**LISTED ENTRIES:**
_____

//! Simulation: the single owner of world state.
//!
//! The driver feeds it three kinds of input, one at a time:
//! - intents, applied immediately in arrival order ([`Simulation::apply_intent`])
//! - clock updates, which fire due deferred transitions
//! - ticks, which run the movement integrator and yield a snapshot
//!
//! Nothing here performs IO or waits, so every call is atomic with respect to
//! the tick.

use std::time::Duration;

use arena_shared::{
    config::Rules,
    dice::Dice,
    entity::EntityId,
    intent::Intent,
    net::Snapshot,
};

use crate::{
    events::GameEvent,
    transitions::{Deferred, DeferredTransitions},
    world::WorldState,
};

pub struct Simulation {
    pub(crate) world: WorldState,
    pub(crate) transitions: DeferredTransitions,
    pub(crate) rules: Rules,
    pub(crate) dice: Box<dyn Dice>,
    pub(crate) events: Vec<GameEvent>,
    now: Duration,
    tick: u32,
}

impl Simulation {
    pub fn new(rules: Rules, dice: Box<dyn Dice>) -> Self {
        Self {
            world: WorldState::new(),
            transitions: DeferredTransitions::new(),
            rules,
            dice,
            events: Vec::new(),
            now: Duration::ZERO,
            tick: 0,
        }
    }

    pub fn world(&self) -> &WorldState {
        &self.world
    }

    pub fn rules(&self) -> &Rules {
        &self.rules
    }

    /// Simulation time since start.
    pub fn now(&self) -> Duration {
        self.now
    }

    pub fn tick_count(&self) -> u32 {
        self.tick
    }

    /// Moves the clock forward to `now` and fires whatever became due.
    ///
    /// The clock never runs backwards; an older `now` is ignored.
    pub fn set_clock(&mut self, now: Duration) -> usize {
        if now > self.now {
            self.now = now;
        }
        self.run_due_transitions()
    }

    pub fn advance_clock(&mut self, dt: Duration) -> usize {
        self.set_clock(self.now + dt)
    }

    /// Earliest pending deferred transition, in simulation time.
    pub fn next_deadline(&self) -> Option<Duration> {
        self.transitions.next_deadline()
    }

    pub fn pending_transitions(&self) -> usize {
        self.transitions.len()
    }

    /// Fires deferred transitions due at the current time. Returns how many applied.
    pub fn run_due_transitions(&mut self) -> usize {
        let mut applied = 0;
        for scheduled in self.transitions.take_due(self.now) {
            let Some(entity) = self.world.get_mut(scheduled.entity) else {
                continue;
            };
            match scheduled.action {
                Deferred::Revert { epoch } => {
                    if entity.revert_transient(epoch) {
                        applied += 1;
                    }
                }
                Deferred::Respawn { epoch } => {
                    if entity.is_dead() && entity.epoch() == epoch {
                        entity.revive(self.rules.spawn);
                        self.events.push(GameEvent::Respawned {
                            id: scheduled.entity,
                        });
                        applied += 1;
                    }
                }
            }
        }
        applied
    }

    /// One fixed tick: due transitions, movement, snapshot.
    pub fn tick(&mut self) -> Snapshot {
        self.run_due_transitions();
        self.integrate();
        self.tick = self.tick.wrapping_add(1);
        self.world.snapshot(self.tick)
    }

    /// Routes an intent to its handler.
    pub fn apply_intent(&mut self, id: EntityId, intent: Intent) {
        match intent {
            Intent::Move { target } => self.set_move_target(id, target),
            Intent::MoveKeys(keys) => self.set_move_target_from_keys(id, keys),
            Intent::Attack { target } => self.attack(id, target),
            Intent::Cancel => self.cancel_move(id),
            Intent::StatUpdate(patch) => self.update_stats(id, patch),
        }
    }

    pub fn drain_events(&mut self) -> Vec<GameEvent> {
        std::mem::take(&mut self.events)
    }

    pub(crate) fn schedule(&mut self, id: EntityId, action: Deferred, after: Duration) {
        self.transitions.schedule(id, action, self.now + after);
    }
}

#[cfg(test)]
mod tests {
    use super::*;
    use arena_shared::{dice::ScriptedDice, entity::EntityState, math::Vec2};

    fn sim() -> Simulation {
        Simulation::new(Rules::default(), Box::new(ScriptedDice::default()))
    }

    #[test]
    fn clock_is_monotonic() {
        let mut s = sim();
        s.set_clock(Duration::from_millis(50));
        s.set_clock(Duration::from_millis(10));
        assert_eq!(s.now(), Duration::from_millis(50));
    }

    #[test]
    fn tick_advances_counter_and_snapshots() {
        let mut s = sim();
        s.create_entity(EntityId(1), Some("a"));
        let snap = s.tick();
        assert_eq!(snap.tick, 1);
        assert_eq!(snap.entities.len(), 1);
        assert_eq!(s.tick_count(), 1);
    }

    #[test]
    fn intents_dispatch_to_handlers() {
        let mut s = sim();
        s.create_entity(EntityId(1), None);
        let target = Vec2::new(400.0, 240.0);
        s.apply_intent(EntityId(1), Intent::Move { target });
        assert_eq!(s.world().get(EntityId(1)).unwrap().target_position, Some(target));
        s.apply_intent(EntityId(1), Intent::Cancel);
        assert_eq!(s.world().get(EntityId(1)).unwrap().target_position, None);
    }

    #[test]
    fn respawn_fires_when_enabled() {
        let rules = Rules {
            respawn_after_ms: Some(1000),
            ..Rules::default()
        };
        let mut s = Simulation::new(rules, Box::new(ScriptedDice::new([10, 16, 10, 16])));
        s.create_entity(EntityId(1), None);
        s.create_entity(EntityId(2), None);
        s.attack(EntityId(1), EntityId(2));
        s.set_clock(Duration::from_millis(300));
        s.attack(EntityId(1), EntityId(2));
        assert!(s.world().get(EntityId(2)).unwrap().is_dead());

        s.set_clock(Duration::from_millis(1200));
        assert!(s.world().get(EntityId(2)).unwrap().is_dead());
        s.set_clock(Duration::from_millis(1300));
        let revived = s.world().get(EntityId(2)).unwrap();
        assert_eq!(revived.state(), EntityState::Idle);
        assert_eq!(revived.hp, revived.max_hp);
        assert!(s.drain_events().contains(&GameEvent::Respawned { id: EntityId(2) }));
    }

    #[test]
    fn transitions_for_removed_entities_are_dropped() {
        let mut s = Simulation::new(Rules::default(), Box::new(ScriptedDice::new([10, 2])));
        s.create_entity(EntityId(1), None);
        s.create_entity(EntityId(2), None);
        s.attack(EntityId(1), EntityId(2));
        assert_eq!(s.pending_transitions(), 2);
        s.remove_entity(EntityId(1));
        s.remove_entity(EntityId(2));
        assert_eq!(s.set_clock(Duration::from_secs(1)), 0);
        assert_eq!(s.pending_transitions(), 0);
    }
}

_____

**WHAT THIS TASK INVOLVES:** Using the material above, work out how many lines contain the string "default". Give the number only.

**RESPONSE TO THIS EXERCISE:** 3